# Parking Place Finished



## freefaller25 (Mar 19, 2006)

Well I took advantage of the cool weather and holiday to make our planned parking area for the Outback usable. In the spring we demolished an old milking house on the farm. The remaining slab seemed a perfect place to park the Outback and is just behind and to the side of our house. On the first try we crashed the back steps because the slope leading to the slab was too steep. Now I had the chance to play with the tractor and finish the approach to the slab. In a few weeks we'll bring in some gravel to finish it off. I'll move the Outback forward after I have the gravel in front of the slab.

Next on the list is a gazebo and outdoor brick BBQ on the two round slabs beside the parking area. The round slabs are from some grain storage bins we took down and sold. We'll use left over / salvaged materials (wood, brick, etc.) to put these things together but probably next year. This kind of work is more like play.

Tony


----------



## countrygirl (Apr 9, 2006)

freefaller25 said:


> Well I took advantage of the cool weather and holiday to make our planned parking area for the Outback usable. In the spring we demolished an old milking house on the farm. The remaining slab seemed a perfect place to park the Outback and is just behind and to the side of our house. On the first try we crashed the back steps because the slope leading to the slab was too steep. Now I had the chance to play with the tractor and finish the approach to the slab. In a few weeks we'll bring in some gravel to finish it off. I'll move the Outback forward after I have the gravel in front of the slab.
> 
> Next on the list is a gazebo and outdoor brick BBQ on the two round slabs beside the parking area.

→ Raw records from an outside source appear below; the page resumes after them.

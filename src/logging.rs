//! Logging infrastructure for dupclean.
//!
//! Structured logging uses the `log` facade with the `env_logger` backend.
//! Log levels are determined by (in priority order):
//!
//! 1. `RUST_LOG` environment variable (if set)
//! 2. CLI flags: `--quiet` (errors only) or `-v`/`-vv`/`-vvv`
//! 3. Default: warn level
//!
//! # Build-specific Formatting
//!
//! - **Debug builds**: timestamp, level, and module path
//! - **Release builds**: level and message only
//!
//! # Example
//!
//! ```rust,no_run
//! use dupclean::logging::init_logging;
//!
//! // Warnings and errors only
//! init_logging(0, false);
//!
//! // Every unique/duplicate decision (-v)
//! init_logging(1, false);
//! ```

use env_logger::Builder;
use log::LevelFilter;
use std::env;
use std::io::Write;

/// Initialize the logging subsystem based on CLI verbosity flags.
///
/// Safe to call more than once; later calls are ignored.
///
/// # Arguments
///
/// * `verbose` - Verbosity count from CLI (0=warn, 1=info, 2=debug, 3+=trace)
/// * `quiet` - If true, only show errors (overridden by RUST_LOG)
pub fn init_logging(verbose: u8, quiet: bool) {
    let use_env = env::var("RUST_LOG").is_ok();

    let mut builder = Builder::new();

    if use_env {
        builder.parse_default_env();
    } else {
        builder.filter_level(determine_level(verbose, quiet));
    }

    configure_format(&mut builder);

    if builder.try_init().is_err() {
        // Already initialized (e.g. by a test harness)
        return;
    }

    if use_env {
        log::debug!(
            "Logging initialized from RUST_LOG: {:?}",
            env::var("RUST_LOG").ok()
        );
    } else {
        log::debug!("Logging initialized at level: {}", current_level_name());
    }
}

/// Determine the log level from CLI flags.
fn determine_level(verbose: u8, quiet: bool) -> LevelFilter {
    if quiet {
        return LevelFilter::Error;
    }
    match verbose {
        0 => LevelFilter::Warn,
        1 => LevelFilter::Info,
        2 => LevelFilter::Debug,
        _ => LevelFilter::Trace,
    }
}

/// Configure the log format based on build type.
fn configure_format(builder: &mut Builder) {
    #[cfg(debug_assertions)]
    {
        builder.format(|buf, record| {
            let level = record.level();
            let level_style = buf.default_level_style(level);
            writeln!(
                buf,
                "{} {level_style}{:<5}{level_style:#} [{}] {}",
                buf.timestamp_seconds(),
                level,
                record.module_path().unwrap_or("unknown"),
                record.args()
            )
        });
    }

    #[cfg(not(debug_assertions))]
    {
        builder.format(|buf, record| {
            let level = record.level();
            let level_style = buf.default_level_style(level);
            writeln!(
                buf,
                "{level_style}{:<5}{level_style:#} {}",
                level,
                record.args()
            )
        });
    }
}

/// Get the current log level as a string.
pub fn current_level_name() -> &'static str {
    match log::max_level() {
        LevelFilter::Off => "off",
        LevelFilter::Error => "error",
        LevelFilter::Warn => "warn",
        LevelFilter::Info => "info",
        LevelFilter::Debug => "debug",
        LevelFilter::Trace => "trace",
    }
}
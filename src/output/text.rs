//! Human-readable report.
//!
//! ```text
//! Files found: 3
//! Unique: /data/a.txt
//! Duplicate: /data/sub/b.txt (of /data/a.txt)
//! Unique: /data/sub/c.txt
//!
//! 2 unique, 1 duplicate(s), 5 B in duplicates
//! Deleted 1 file(s), freed 5 B
//! ```
//!
//! Unique and duplicate lines are interleaved in enumeration order.

use std::io::{self, Write};

use bytesize::ByteSize;

use crate::duplicates::ScanReport;

/// Write the report to `writer`.
///
/// # Errors
///
/// Returns an I/O error if writing fails.
pub fn write_report<W: Write>(report: &ScanReport, writer: &mut W) -> io::Result<()> {
    let classification = &report.classification;

    writeln!(writer, "Files found: {}", report.total_files)?;

    // Merge the two ordered lists back into walk order for display.
    let mut unique = classification.unique.iter().peekable();
    let mut duplicates = classification.duplicates.iter().peekable();
    loop {
        let take_unique = match (unique.peek(), duplicates.peek()) {
            (Some(u), Some(d)) => u.index < d.file.index,
            (Some(_), None) => true,
            (None, Some(_)) => false,
            (None, None) => break,
        };

        if take_unique {
            if let Some(file) = unique.next() {
                writeln!(writer, "Unique: {}", file.path.display())?;
            }
        } else if let Some(dup) = duplicates.next() {
            writeln!(
                writer,
                "Duplicate: {} (of {})",
                dup.file.path.display(),
                dup.original.display()
            )?;
        }
    }

    for error in &classification.read_errors {
        writeln!(writer, "Unreadable: {} ({})", error.path().display(), error)?;
    }

    writeln!(writer)?;
    writeln!(
        writer,
        "{} unique, {} duplicate(s), {} in duplicates",
        report.unique_count(),
        report.duplicate_count(),
        ByteSize::b(classification.duplicate_bytes())
    )?;
    if report.read_error_count() > 0 {
        writeln!(writer, "{} file(s) could not be read", report.read_error_count())?;
    }

    let deletion = &report.deletion;
    if deletion.confirmed {
        writeln!(writer, "{}", deletion.summary())?;
        for failure in deletion.failures() {
            writeln!(writer, "  Failed: {}", failure)?;
        }
    }

    Ok(())
}
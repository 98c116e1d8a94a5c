//! Scan pipeline.
//!
//! # Overview
//!
//! [`DuplicateFinder`] runs the three phases of a cleanup in order:
//! 1. **Walking**: enumerate every regular file below the root
//! 2. **Hashing**: fingerprint and classify, first occurrence wins
//! 3. **Deleting**: remove duplicates concurrently, only when confirmed
//!
//! An enumeration error aborts the run before anything is classified or
//! deleted. Per-file errors in later phases are collected in the
//! [`ScanReport`].
//!
//! # Example
//!
//! ```no_run
//! use dupclean::duplicates::{DuplicateFinder, FinderConfig};
//! use std::path::Path;
//!
//! let finder = DuplicateFinder::new(FinderConfig::default());
//! let report = finder.run(Path::new("."), false).unwrap();
//! println!("{} duplicates", report.duplicate_count());
//! ```

use std::path::{Path, PathBuf};
use std::sync::Arc;
use std::time::{Duration, Instant};

use super::classifier::{classify, Classification};
use crate::actions::delete::{delete_all, DeleteConfig, DeletionReport};
use crate::progress::{LogReporter, ScanReporter};
use crate::scanner::{EnumerationError, Walker, WalkerConfig};

/// Configuration for the whole pipeline.
#[derive(Debug, Clone, Default)]
pub struct FinderConfig {
    /// Directory walking options
    pub walker: WalkerConfig,
    /// Deletion options
    pub delete: DeleteConfig,
}

impl FinderConfig {
    /// Set whether symbolic links are followed.
    #[must_use]
    pub fn with_follow_symlinks(mut self, follow: bool) -> Self {
        self.walker = self.walker.with_follow_symlinks(follow);
        self
    }

    /// Set the number of deletion workers (0 = one per CPU).
    #[must_use]
    pub fn with_threads(mut self, threads: usize) -> Self {
        self.delete = self.delete.with_threads(threads);
        self
    }
}

/// Everything a run found and did.
#[derive(Debug)]
pub struct ScanReport {
    /// Root directory that was scanned
    pub root: PathBuf,
    /// Regular files found by the walk
    pub total_files: usize,
    /// Unique, duplicate and unreadable files
    pub classification: Classification,
    /// Deletion results (empty when not confirmed)
    pub deletion: DeletionReport,
    /// Wall-clock time of the run
    pub duration: Duration,
}

impl ScanReport {
    /// Number of unique files.
    #[must_use]
    pub fn unique_count(&self) -> usize {
        self.classification.unique.len()
    }

    /// Number of duplicate files.
    #[must_use]
    pub fn duplicate_count(&self) -> usize {
        self.classification.duplicates.len()
    }

    /// Number of files that could not be fingerprinted.
    #[must_use]
    pub fn read_error_count(&self) -> usize {
        self.classification.read_errors.len()
    }

    /// Whether any per-file error occurred (read or deletion).
    #[must_use]
    pub fn has_errors(&self) -> bool {
        self.read_error_count() > 0 || self.deletion.failed_count() > 0
    }
}

/// Runs walk, classification and deletion against one root.
pub struct DuplicateFinder {
    config: FinderConfig,
    reporter: Arc<dyn ScanReporter>,
}

impl DuplicateFinder {
    /// Create a finder that reports through a [`LogReporter`].
    #[must_use]
    pub fn new(config: FinderConfig) -> Self {
        Self {
            config,
            reporter: Arc::new(LogReporter),
        }
    }

    /// Replace the event reporter.
    #[must_use]
    pub fn with_reporter(mut self, reporter: Arc<dyn ScanReporter>) -> Self {
        self.reporter = reporter;
        self
    }

    /// Pipeline configuration.
    #[must_use]
    pub fn config(&self) -> &FinderConfig {
        &self.config
    }

    /// Scan `root` and, if `confirmed`, delete every duplicate.
    ///
    /// # Errors
    ///
    /// Returns [`EnumerationError`] if the directory tree cannot be fully
    /// enumerated. No file is classified or deleted in that case.
    pub fn run(&self, root: &Path, confirmed: bool) -> Result<ScanReport, EnumerationError> {
        let start = Instant::now();
        let reporter = self.reporter.as_ref();

        log::info!("Scanning {}", root.display());
        let files = Walker::new(root, self.config.walker.clone()).walk(reporter)?;
        let total_files = files.len();
        log::info!("Files found: {}", total_files);

        let classification = classify(files, reporter);
        let deletion = delete_all(
            &classification.duplicates,
            confirmed,
            &self.config.delete,
            reporter,
        );

        let report = ScanReport {
            root: root.to_path_buf(),
            total_files,
            classification,
            deletion,
            duration: start.elapsed(),
        };

        log::info!(
            "Scan complete: {} files, {} unique, {} duplicates, {} unreadable in {:?}",
            report.total_files,
            report.unique_count(),
            report.duplicate_count(),
            report.read_error_count(),
            report.duration
        );

        Ok(report)
    }
}

impl std::fmt::Debug for DuplicateFinder {
    fn fmt(&self, f: &mut std::fmt::Formatter<'_>) -> std::fmt::Result {
        f.debug_struct("DuplicateFinder")
            .field("config", &self.config)
            .field("reporter", &"<reporter>")
            .finish()
    }
}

The round slabs are from some grain storage bins we took down and sold. We'll use left over / salvaged materials (wood, brick, etc.) to put these things together but probably next year. This kind of work is more like play.
> 
> Tony


Very nice!!! Keep up the good work...and don't forget to play!


----------



## h2oman (Nov 17, 2005)

Very sweet. Love it a lot.

John


----------



## Hokie (Jul 10, 2006)

That's a great site! I am very envious of your farm and the space you have. Here in Stafford I have to keep my Outback at a Storage Facility because of the homeowner association restrictions. $$$$$ per month for a small parking space! I need a farm!


----------



## z-family (Oct 2, 2004)




----------



## Crawfish (Sep 14, 2005)

Tony that looks really great.







Well done job.







I am also planning a parking space for the Outback, but it will have to wait until this winter to get it built. Too many things going on right now.









Leon


----------



## Thor (Apr 7, 2004)

Looks fantastic.















Thanks for the pics.

Thor


----------



## California Jim (Dec 11, 2003)

Must be nice to have land. In Los Angeles I'm almost considered a rancher because I have a side yard big enough to park the camper


----------



## battalionchief3 (Jun 27, 2006)

Now you just need to take and build an enclosure for it to keep it out of the weather and you will be set. I am putting mine in a barn this winter to keep the weather off of her.


----------



## campmg (Dec 24, 2005)

Can we have a rally at your place?

With Arizona having about 88% of its land owned by the government or reservations, the homeowners are left with very small lots but lots of HOA covenants. Don't even get me started on storage fees.


----------



## huntr70 (Jul 8, 2005)

battalionchief3 said:


> I am putting mine in a barn this winter to keep the weather off of her.


 Don't forget to mouse proof the OB or you may open it in Spring and have a mess!!!

Steve


----------



## HootBob (Apr 26, 2004)

Nice jobLooks great Tony
Are you gonna run power out to the pad also?

Don


----------



## wolfwood (Sep 19, 2005)

Very nice! We're planning a landing pad for Puff, too ..... just haven't gotten there yet. You've given us some good ideas...including the nearby BBQ


----------



## 3LEES (Feb 18, 2006)

Very nice Tony!

After putting our camper away this weekend I also am thinking of pouring a slab for our 21RS. The only time I can cut the grass under it is when I pull it out. And right now there is not much in the way of grass under it!!

So since we had a fair amount of rain this weekend, the camper was put away on wet, soft soil (mostly sand). I going to have to see what it'll cost me to have 3 yards of concrete delivered. I can level and finish it myself.

Dan


----------



## countrygirl (Apr 9, 2006)

huntr70 said:


> I am putting mine in a barn this winter to keep the weather off of her.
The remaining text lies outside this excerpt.